Task instructions => Copy each line from the records below in which the word "RenderFailed" is found.

Data section =>
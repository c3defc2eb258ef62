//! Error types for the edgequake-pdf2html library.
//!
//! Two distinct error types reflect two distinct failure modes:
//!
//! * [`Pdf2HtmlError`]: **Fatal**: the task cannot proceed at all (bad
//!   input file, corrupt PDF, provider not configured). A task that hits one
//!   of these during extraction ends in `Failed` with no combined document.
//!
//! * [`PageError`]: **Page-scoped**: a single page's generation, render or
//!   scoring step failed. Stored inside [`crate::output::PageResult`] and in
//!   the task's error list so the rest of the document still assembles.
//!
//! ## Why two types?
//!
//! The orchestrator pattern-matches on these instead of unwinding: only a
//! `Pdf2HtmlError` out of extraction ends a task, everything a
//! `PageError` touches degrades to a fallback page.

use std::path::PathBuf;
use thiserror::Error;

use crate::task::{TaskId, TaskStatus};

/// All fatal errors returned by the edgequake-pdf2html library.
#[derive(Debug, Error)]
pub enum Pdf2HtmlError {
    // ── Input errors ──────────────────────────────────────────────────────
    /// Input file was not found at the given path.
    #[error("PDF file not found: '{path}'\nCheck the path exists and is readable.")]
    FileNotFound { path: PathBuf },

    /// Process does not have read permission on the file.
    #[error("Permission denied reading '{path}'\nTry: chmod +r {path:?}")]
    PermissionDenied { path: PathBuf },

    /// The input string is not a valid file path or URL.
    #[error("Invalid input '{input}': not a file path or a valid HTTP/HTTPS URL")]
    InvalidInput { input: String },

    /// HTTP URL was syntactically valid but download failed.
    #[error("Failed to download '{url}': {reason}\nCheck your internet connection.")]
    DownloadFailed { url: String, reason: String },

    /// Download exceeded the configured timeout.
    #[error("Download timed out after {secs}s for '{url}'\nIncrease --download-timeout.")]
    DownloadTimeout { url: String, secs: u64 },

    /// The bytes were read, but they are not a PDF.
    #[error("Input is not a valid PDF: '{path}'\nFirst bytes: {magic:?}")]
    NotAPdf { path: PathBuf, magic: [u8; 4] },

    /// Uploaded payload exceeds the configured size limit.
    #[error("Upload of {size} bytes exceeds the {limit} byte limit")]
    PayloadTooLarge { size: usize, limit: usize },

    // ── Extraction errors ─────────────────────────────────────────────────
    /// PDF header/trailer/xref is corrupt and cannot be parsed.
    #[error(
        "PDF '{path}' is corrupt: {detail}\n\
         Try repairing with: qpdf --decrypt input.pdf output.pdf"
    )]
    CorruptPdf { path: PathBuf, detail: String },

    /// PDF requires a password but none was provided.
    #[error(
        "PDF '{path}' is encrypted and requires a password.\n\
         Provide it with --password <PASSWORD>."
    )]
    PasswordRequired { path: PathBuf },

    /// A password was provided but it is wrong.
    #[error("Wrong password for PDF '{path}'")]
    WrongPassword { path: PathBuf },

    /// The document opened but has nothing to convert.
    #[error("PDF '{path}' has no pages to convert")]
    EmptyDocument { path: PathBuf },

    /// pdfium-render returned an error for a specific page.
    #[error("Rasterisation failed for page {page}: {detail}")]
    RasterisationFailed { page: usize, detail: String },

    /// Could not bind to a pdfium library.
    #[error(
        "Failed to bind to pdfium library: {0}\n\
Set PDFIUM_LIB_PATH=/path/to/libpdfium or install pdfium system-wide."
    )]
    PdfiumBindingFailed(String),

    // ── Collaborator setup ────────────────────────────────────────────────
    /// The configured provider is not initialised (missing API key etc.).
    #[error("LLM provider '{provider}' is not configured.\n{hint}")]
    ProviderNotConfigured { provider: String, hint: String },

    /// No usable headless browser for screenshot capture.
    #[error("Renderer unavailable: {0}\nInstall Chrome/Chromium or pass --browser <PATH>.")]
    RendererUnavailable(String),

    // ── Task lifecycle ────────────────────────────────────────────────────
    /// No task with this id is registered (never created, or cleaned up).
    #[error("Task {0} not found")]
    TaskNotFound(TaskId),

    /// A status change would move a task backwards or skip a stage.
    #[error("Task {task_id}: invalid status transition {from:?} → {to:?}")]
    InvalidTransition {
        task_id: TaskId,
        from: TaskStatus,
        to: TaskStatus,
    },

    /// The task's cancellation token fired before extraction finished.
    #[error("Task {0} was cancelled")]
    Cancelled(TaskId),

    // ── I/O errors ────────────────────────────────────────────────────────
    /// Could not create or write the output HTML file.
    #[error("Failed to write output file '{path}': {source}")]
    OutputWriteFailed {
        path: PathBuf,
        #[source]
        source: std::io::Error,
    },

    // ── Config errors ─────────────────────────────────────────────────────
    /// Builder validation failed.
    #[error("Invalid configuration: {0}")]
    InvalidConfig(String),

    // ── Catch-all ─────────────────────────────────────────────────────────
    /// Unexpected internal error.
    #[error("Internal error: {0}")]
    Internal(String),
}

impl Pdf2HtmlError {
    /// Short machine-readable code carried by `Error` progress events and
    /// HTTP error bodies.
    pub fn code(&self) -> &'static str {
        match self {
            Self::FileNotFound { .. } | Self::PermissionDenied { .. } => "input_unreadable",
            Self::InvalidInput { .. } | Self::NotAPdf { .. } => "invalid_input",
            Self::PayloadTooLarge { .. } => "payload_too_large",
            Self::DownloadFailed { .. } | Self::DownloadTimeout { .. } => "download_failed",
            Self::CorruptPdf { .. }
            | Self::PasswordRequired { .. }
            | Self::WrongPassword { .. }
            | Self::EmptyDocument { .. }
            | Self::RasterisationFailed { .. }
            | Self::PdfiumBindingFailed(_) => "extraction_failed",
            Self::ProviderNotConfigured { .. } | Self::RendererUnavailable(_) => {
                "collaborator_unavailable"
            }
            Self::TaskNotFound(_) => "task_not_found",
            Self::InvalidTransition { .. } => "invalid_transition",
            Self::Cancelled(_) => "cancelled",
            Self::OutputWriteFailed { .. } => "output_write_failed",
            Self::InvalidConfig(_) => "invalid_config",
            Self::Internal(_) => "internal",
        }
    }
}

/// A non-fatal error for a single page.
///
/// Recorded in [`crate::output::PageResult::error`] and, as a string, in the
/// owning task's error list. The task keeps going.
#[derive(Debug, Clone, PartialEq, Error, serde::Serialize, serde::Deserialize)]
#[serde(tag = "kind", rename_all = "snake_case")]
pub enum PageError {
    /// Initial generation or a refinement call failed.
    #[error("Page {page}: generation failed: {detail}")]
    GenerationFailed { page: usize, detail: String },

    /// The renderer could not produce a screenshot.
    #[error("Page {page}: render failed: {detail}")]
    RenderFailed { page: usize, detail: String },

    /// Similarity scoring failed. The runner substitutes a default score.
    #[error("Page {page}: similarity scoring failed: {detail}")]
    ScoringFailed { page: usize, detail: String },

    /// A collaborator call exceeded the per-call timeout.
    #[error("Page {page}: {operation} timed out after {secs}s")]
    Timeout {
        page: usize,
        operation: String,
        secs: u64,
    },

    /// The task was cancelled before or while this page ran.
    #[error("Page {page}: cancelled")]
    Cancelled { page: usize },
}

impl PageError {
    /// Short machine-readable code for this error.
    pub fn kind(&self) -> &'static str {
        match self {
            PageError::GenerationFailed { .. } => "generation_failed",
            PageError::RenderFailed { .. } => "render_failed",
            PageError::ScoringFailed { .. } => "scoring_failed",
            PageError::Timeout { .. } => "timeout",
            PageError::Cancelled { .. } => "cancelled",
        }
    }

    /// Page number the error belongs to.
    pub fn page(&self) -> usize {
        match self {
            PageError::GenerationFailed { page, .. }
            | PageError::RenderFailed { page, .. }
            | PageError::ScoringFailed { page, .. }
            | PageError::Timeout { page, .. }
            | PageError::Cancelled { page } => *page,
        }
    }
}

Exercise answer =>
    RenderFailed { page: usize, detail: String },
            PageError::RenderFailed { .. } => "render_failed",
            | PageError::RenderFailed { page, .. }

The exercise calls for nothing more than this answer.